When nitrogen oxides dissolve in water, acids are formed, which are one of the main causes of so-called “acid” rain, leading to the death of forests. The formation of ozone in the ground layer is also one of the consequences of the presence of nitrogen oxides in it. In the stratosphere, nitrous oxide initiates a chain of reactions that leads to the destruction of the ozone layer, which protects us from the effects of ultraviolet radiation from the Sun.

Ozone O 3. Ozone is formed by the breakdown of either an oxygen molecule (O2) or nitrogen dioxide (NO2) to form atomic oxygen (O), which then combines with another oxygen molecule. This process involves hydrocarbons that bind the nitric oxide molecule to other substances. Although ozone plays an important role in the stratosphere as a protective shield that absorbs short-wave ultraviolet radiation, in the troposphere it destroys plants as a strong oxidant.

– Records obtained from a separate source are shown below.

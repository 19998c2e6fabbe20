//! MCP server exposing the knowledge-base tools.

use crate::schema::inline_schema_for_type;
use crate::search::SearchEngine;
use crate::tools::facets::handle_list_facets;
use crate::tools::search::{SearchToolRequest, handle_search};
use crate::tools::suggest::{SuggestRequest, handle_suggest};
use rmcp::{
    ServerHandler,
    handler::server::{router::tool::ToolRouter, wrapper::Parameters},
    model::*,
    tool, tool_handler, tool_router,
};
use std::sync::Arc;

/// MCP server answering knowledge-base queries.
///
/// The engine is immutable and shared; every tool call is an independent
/// read over it.
#[derive(Clone)]
pub struct KnowledgeServer {
    engine: Arc<SearchEngine>,

    /// Tool router for handling MCP tool calls
    tool_router: ToolRouter<Self>,
}

impl std::fmt::Debug for KnowledgeServer {
    fn fmt(&self, f: &mut std::fmt::Formatter<'_>) -> std::fmt::Result {
        f.debug_struct("KnowledgeServer")
            .field("entries", &self.engine.index().len())
            .field("clock", &self.engine.clock())
            .finish()
    }
}

#[tool_router]
impl KnowledgeServer {
    pub fn new(engine: SearchEngine) -> Self {
        Self::from_shared(Arc::new(engine))
    }

    pub fn from_shared(engine: Arc<SearchEngine>) -> Self {
        Self {
            engine,
            tool_router: Self::tool_router(),
        }
    }

    pub fn engine(&self) -> &Arc<SearchEngine> {
        &self.engine
    }

    #[tool(
        description = "Search the knowledge base. Matches whole and partial words in questions, answers, topics, tags and authors, ranks by relevance and recency, and returns a page of results with highlighted matches and an answer snippet. Narrow with topics, tags or author (see list_facets).",
        input_schema = inline_schema_for_type::<SearchToolRequest>()
    )]
    async fn search(
        &self,
        Parameters(request): Parameters<SearchToolRequest>,
    ) -> std::result::Result<String, String> {
        tracing::debug!(query = %request.query, "search tool called");
        handle_search(&self.engine, request).await
    }

    #[tool(
        description = "Suggest knowledge-base questions for a partially typed query. An empty query returns the most recently published questions.",
        input_schema = inline_schema_for_type::<SuggestRequest>()
    )]
    async fn suggest(
        &self,
        Parameters(request): Parameters<SuggestRequest>,
    ) -> std::result::Result<String, String> {
        handle_suggest(&self.engine, request).await
    }

    #[tool(
        description = "List every topic, tag and author in the knowledge base. These are the values accepted by the search filters."
    )]
    async fn list_facets(&self) -> std::result::Result<String, String> {
        handle_list_facets(&self.engine).await
    }
}

#[tool_handler]
impl ServerHandler for KnowledgeServer {
    fn get_info(&self) -> ServerInfo {
        ServerInfo::new(ServerCapabilities::builder().enable_tools().build()).with_instructions(
            "kb-search-mcp: relevance-ranked search over a question/answer knowledge base. \
             Use search for ranked, highlighted results, suggest for type-ahead questions, \
             and list_facets to discover the topic, tag and author filters.",
        )
    }
}
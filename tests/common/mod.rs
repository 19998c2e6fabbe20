//! Shared test fixtures and utilities for integration tests.
//!
//! # Available Fixtures
//!
//! - `engine`: the built-in knowledge base, scored as of 2024-09-01 so rankings
//!   are reproducible regardless of when the tests run
//! - `as_of`: the fixed instant used by `engine`
//!
//! [`TempCorpus`] writes corpus files into a temp directory for loading tests,
//! and [`entry`] builds ad-hoc entries for small hand-made corpora.

use kb_search_mcp::search::parse_timestamp;
use kb_search_mcp::{Clock, Corpus, Entry, SearchEngine};
use rstest::fixture;
use std::path::{Path, PathBuf};
use tempfile::TempDir;

/// Reference date for all fixture engines; later than every built-in entry.
pub const AS_OF: &str = "2024-09-01";

#[allow(dead_code)] // Used by a subset of integration test crates
#[fixture]
pub fn as_of() -> Clock {
    Clock::Fixed(parse_timestamp(AS_OF).expect("fixture date parses"))
}

/// Engine over the built-in knowledge base with a fixed clock.
#[allow(dead_code)] // Used by a subset of integration test crates
#[fixture]
pub fn engine(as_of: Clock) -> SearchEngine {
    SearchEngine::from_corpus(Corpus::builtin().expect("built-in corpus loads")).with_clock(as_of)
}

/// Engine over a hand-made corpus with the fixture clock.
#[allow(dead_code)] // Used by a subset of integration test crates
pub fn engine_for(entries: Vec<Entry>) -> SearchEngine {
    let corpus = Corpus::new(entries).expect("test corpus is valid");
    SearchEngine::from_corpus(corpus).with_clock(as_of())
}

/// Build an entry with a placeholder answer and no facets.
#[allow(dead_code)] // Used by a subset of integration test crates
pub fn entry(id: &str, question: &str, published_at: &str) -> Entry {
    Entry {
        id: id.to_string(),
        question: question.to_string(),
        answer: "Ask at the front desk.".to_string(),
        topics: vec![],
        tags: vec![],
        author: "Test Author".to_string(),
        published_at: published_at.to_string(),
    }
}

/// A temporary directory holding corpus files.
///
/// The directory is removed when the value is dropped.
#[allow(dead_code)] // Methods used across different integration test crates
pub struct TempCorpus {
    _temp: TempDir,
    root: PathBuf,
}

#[allow(dead_code)] // Methods used across different integration test crates
impl TempCorpus {
    pub fn new() -> Self {
        let temp = TempDir::new().expect("Failed to create temp directory");
        let root = temp.path().to_path_buf();
        Self { _temp: temp, root }
    }

    pub fn path(&self) -> &Path {
        &self.root
    }

    /// Write `content` to `name` and return the full path.
    ///
    /// # Panics
    /// Panics if the file cannot be written.
    pub fn create_file(&self, name: &str, content: &str) -> PathBuf {
        let full_path = self.root.join(name);
        std::fs::write(&full_path, content)
            .unwrap_or_else(|e| panic!("Failed to write file '{}': {}", name, e));
        full_path
    }
}

impl Default for TempCorpus {
    fn default() -> Self {
        Self::new()
    }
}
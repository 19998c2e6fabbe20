//! Question suggestions for type-ahead.

use crate::search::{DEFAULT_SUGGESTION_LIMIT, SearchEngine};
use rmcp::schemars;
use serde::Deserialize;

#[derive(Debug, Clone, Deserialize, schemars::JsonSchema)]
pub struct SuggestRequest {
    /// Partially typed query; empty returns the newest questions
    #[serde(default)]
    pub query: String,
    /// Maximum number of suggestions (default: 6)
    pub limit: Option<usize>,
}

/// Suggest questions, one per line.
pub async fn handle_suggest(engine: &SearchEngine, request: SuggestRequest) -> Result<String, String> {
    let limit = request.limit.unwrap_or(DEFAULT_SUGGESTION_LIMIT);
    let suggestions = engine.suggest(&request.query, limit);

    if suggestions.is_empty() {
        return Ok("No suggestions available.".to_string());
    }

    Ok(format_suggestions(&suggestions))
}

pub fn format_suggestions(suggestions: &[String]) -> String {
    let mut output = String::new();
    for suggestion in suggestions {
        output.push_str("• ");
        output.push_str(suggestion);
        output.push('\n');
    }
    output
}
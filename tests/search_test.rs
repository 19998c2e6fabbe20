mod common;

use assert2::{check, let_assert};
use common::{engine, engine_for, entry};
use kb_search_mcp::search::sanitize;
use kb_search_mcp::{HighlightPart, SearchEngine, SearchError, SearchRequest};
use rstest::rstest;

fn ids(response: &kb_search_mcp::SearchResponse) -> Vec<&str> {
    response.items.iter().map(|hit| hit.entry.id.as_str()).collect()
}

fn joined(parts: &[HighlightPart]) -> String {
    parts.iter().map(|part| part.text.as_str()).collect()
}

// --- Relevance ---

#[rstest]
fn fingerspelling_speed_ranks_its_entry_first(engine: SearchEngine) {
    let_assert!(Ok(response) = engine.search(&SearchRequest::new("fingerspelling speed")));
    let_assert!(Some(top) = response.items.first());

    check!(top.entry.id == "asl-fingerspelling-speed");
    check!(
        top.question_highlights
            .iter()
            .any(|part| part.is_match && part.text.to_lowercase().contains("fingerspelling")),
        "question highlights should mark 'fingerspelling': {:?}",
        top.question_highlights
    );
}

#[rstest]
fn facial_grammar_snippet_is_highlighted(engine: SearchEngine) {
    let_assert!(Ok(response) = engine.search(&SearchRequest::new("facial grammar practice")));
    let_assert!(Some(top) = response.items.first());

    check!(top.entry.id == "expressive-facial-grammar");
    check!(top.snippet.iter().any(|part| part.is_match));
}

#[rstest]
fn partial_words_match(engine: SearchEngine) {
    let_assert!(Ok(response) = engine.search(&SearchRequest::new("finger")));
    check!(ids(&response).first() == Some(&"asl-fingerspelling-speed"));
}

#[rstest]
fn scores_are_rounded_to_four_places(engine: SearchEngine) {
    let_assert!(Ok(response) = engine.search(&SearchRequest::new("camera lighting")));
    for hit in &response.items {
        check!((hit.score * 10_000.0).round() / 10_000.0 == hit.score);
    }
}

#[rstest]
fn search_is_deterministic(engine: SearchEngine) {
    let request = SearchRequest::new("asl practice").with_page_size(4).with_page(2);
    let first = engine.search(&request);
    let second = engine.search(&request);
    check!(first == second);
}

// --- Filters ---

#[rstest]
fn tag_and_author_filters_without_query(engine: SearchEngine) {
    let request = SearchRequest::new("")
        .with_tags(["video"])
        .with_author("Avery Johnson");
    let_assert!(Ok(response) = engine.search(&request));

    check!(response.total == 1);
    check!(ids(&response) == vec!["recording-setup"]);
    check!(response.items[0].matched_tags.contains(&"video".to_string()));
}

#[rstest]
#[case::exact("Practice Techniques")]
#[case::lowercase("practice techniques")]
#[case::punctuated("practice-techniques!")]
fn topic_filter_is_normalized(engine: SearchEngine, #[case] topic: &str) {
    let_assert!(Ok(response) = engine.search(&SearchRequest::new("").with_topics([topic])));
    check!(response.total == 2);
    for hit in &response.items {
        check!(hit.entry.topics.iter().any(|t| sanitize(t) == "practice techniques"));
        check!(hit.matched_topics == vec!["Practice Techniques"]);
    }
}

#[rstest]
fn every_hit_satisfies_every_filter(engine: SearchEngine) {
    let request = SearchRequest::new("practice")
        .with_topics(["Grammar", "Community"])
        .with_tags(["ASL", "feedback"]);
    let_assert!(Ok(response) = engine.search(&request));
    check!(response.total > 0);

    for hit in &response.items {
        check!(hit.entry.topics.iter().any(|t| t == "Grammar" || t == "Community"));
        check!(hit.entry.tags.iter().any(|t| t == "ASL" || t == "feedback"));
    }
}

#[rstest]
fn author_filter_is_case_insensitive(engine: SearchEngine) {
    let_assert!(Ok(response) = engine.search(&SearchRequest::new("").with_author("avery JOHNSON")));
    check!(response.total == 3);
    check!(response.items.iter().all(|hit| hit.entry.author == "Avery Johnson"));
}

#[rstest]
fn unknown_facet_value_matches_nothing(engine: SearchEngine) {
    let_assert!(Ok(response) = engine.search(&SearchRequest::new("asl").with_tags(["knitting"])));
    check!(response.total == 0);
    check!(response.items.is_empty());
}

// --- Ordering ---

#[rstest]
fn blank_query_orders_by_recency(engine: SearchEngine) {
    let_assert!(Ok(response) = engine.search(&SearchRequest::new("").with_page_size(12)));
    check!(response.total == 12);
    check!(ids(&response)[0] == "simultaneous-interpreting-lag");
    check!(ids(&response)[11] == "handshape-drift");
}

#[test]
fn ties_break_by_date_then_question() {
    let entries = vec![
        entry("undated", "Any tips for regional signs?", "someday"),
        entry("b-early", "Beta question", "2025-01-01"),
        entry("late", "Zulu question", "2025-06-01"),
        entry("a-early", "Alpha question", "2025-01-01"),
    ];
    let mut reversed = entries.clone();
    reversed.reverse();

    for corpus in [entries, reversed] {
        let engine = engine_for(corpus);
        let_assert!(Ok(response) = engine.search(&SearchRequest::new("")));
        check!(ids(&response) == vec!["late", "a-early", "b-early", "undated"]);
    }
}

// --- Pagination ---

#[rstest]
fn pages_concatenate_to_full_ranking(engine: SearchEngine) {
    let full = engine
        .search(&SearchRequest::new("sign").with_page_size(100))
        .unwrap();

    let mut paged = Vec::new();
    for page in 1..=full.total.div_ceil(5) {
        let response = engine
            .search(&SearchRequest::new("sign").with_page_size(5).with_page(page))
            .unwrap();
        check!(response.total == full.total);
        paged.extend(response.items);
    }

    check!(paged == full.items);
}

#[rstest]
fn page_beyond_last_is_clamped(engine: SearchEngine) {
    let_assert!(Ok(response) = engine.search(&SearchRequest::new("").with_page_size(5).with_page(99)));
    check!(response.page_count == 3);
    check!(response.page == 3);
    check!(response.items.len() == 2);
}

#[rstest]
fn zero_page_size_is_rejected(engine: SearchEngine) {
    let result = engine.search(&SearchRequest::new("asl").with_page_size(0));
    check!(result == Err(SearchError::InvalidPageSize(0)));
}

// --- Highlighting ---

#[rstest]
fn highlights_reconstruct_original_text(engine: SearchEngine) {
    let request = SearchRequest::new("storytelling warm ups")
        .with_tags(["BSL"])
        .with_author("Priya Patel");
    let_assert!(Ok(response) = engine.search(&request));
    check!(response.total > 0);

    for hit in &response.items {
        check!(joined(&hit.question_highlights) == hit.entry.question);
        check!(joined(&hit.answer_highlights) == hit.entry.answer);
    }
}

#[rstest]
fn snippet_is_bounded(engine: SearchEngine) {
    let_assert!(Ok(response) = engine.search(&SearchRequest::new("lag").with_page_size(12)));
    for hit in &response.items {
        let snippet = joined(&hit.snippet);
        // window plus up to two ellipses
        check!(snippet.chars().count() <= 222);
    }
}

Construction Materials, rubber and plastic. Ozone has a characteristic odor that is a sign of photochemical smog. Inhalation by humans causes coughing, chest pain, rapid breathing, and irritation of the eyes, nasal cavity, and larynx. Exposure to ozone also leads to a deterioration in the condition of patients with chronic asthma, bronchitis, emphysema and those suffering from cardiovascular diseases.

Carbon dioxide CO 2 Non-toxic gas. But the increase in the concentration of man-made carbon dioxide in the atmosphere is one of the main reasons for the observed climate warming, which is associated with the greenhouse effect of this gas.